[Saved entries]
- - -

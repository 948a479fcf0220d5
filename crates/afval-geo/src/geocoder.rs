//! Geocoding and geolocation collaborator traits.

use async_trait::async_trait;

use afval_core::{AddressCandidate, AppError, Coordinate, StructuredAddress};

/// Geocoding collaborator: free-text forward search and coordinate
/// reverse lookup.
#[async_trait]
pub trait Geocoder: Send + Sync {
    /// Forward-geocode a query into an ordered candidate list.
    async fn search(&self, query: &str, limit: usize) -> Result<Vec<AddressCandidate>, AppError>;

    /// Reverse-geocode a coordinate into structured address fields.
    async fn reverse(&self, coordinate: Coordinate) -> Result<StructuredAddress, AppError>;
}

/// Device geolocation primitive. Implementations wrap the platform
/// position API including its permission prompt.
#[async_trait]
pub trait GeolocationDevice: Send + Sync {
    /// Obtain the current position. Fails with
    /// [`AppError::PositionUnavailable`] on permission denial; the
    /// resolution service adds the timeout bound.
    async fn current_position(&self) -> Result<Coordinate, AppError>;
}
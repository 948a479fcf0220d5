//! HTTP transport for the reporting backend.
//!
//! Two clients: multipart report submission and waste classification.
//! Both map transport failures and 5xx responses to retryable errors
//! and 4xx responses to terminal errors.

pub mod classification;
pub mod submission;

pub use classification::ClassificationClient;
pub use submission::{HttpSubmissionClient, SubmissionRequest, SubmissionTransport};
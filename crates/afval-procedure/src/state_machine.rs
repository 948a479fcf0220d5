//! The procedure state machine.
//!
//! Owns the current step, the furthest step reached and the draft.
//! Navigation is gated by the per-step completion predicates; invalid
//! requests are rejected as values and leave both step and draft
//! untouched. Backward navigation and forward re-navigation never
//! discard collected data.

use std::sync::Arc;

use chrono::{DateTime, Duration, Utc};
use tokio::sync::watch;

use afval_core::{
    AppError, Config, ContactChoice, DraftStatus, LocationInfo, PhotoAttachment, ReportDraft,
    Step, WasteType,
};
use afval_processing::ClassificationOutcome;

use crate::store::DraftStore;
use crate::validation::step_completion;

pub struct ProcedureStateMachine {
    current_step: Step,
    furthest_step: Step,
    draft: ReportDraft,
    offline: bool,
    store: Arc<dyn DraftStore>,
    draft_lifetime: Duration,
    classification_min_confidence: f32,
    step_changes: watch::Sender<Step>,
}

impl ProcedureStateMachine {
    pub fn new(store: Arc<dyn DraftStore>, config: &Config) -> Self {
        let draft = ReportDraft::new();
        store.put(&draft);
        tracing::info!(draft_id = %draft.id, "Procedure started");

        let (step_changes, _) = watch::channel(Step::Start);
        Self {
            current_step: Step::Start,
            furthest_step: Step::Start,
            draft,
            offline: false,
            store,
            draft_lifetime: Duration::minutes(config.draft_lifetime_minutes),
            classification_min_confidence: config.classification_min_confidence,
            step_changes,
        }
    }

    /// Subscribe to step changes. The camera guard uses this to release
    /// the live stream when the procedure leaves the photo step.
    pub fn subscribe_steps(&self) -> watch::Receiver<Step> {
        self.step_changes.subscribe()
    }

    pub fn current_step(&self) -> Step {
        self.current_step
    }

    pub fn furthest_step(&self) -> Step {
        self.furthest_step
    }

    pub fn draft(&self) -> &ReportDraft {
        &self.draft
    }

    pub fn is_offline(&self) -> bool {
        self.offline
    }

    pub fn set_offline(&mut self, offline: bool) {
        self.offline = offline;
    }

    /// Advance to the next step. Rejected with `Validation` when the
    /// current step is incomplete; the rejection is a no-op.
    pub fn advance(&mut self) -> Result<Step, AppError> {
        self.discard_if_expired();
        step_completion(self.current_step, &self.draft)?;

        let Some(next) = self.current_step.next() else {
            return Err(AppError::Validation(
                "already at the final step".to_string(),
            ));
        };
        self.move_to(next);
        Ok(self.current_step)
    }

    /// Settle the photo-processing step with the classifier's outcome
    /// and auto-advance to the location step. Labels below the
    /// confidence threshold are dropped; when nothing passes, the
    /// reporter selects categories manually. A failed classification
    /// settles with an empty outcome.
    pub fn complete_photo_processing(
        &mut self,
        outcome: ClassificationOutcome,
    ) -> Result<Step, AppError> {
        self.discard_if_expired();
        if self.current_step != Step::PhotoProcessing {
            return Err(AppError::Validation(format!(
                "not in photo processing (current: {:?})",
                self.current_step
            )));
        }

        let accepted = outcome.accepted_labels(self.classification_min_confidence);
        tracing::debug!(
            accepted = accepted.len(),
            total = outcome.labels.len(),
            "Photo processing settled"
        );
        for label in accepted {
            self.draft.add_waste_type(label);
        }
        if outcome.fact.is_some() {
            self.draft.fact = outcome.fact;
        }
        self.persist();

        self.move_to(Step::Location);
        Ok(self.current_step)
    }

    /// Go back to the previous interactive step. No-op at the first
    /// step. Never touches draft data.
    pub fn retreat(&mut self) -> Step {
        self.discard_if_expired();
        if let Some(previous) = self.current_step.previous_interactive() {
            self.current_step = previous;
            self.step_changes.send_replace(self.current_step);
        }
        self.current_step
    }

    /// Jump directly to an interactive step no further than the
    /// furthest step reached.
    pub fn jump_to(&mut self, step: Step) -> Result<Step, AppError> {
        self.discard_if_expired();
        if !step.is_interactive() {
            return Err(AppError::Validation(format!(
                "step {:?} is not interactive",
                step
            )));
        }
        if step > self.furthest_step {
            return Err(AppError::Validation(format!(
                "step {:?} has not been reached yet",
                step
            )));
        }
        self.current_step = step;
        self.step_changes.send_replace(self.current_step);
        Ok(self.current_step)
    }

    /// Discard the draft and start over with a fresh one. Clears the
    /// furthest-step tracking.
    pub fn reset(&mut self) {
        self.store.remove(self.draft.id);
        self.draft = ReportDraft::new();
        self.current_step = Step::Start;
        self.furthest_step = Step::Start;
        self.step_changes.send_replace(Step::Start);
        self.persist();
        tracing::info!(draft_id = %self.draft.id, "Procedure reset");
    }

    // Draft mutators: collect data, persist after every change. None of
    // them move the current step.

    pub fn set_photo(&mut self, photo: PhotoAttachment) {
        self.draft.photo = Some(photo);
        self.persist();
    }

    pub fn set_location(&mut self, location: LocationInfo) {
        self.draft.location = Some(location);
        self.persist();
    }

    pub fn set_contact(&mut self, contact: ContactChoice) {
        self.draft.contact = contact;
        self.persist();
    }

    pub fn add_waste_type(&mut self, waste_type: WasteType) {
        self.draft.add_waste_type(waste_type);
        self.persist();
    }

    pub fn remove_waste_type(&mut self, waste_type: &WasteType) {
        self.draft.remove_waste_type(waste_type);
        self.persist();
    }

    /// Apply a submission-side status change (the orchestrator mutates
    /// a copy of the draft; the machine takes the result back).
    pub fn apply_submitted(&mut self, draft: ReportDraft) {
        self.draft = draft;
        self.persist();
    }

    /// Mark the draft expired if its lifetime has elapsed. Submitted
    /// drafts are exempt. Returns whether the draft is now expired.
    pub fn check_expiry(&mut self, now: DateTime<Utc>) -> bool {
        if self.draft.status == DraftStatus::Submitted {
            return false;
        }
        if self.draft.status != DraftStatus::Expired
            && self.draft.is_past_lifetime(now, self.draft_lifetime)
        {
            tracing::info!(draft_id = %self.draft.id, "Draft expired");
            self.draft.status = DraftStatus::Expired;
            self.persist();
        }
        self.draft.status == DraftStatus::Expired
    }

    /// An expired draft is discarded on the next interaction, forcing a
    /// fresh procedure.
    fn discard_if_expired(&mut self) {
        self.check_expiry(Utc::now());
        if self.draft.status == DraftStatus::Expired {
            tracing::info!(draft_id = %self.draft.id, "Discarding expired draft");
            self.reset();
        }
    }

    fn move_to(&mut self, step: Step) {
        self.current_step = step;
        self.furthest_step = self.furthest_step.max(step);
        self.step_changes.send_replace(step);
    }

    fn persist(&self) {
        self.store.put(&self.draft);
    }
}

- - -

Your assignment = Give the number of lines in the data that contain "AddressCandidate", with no other words.

Completed exercise = 2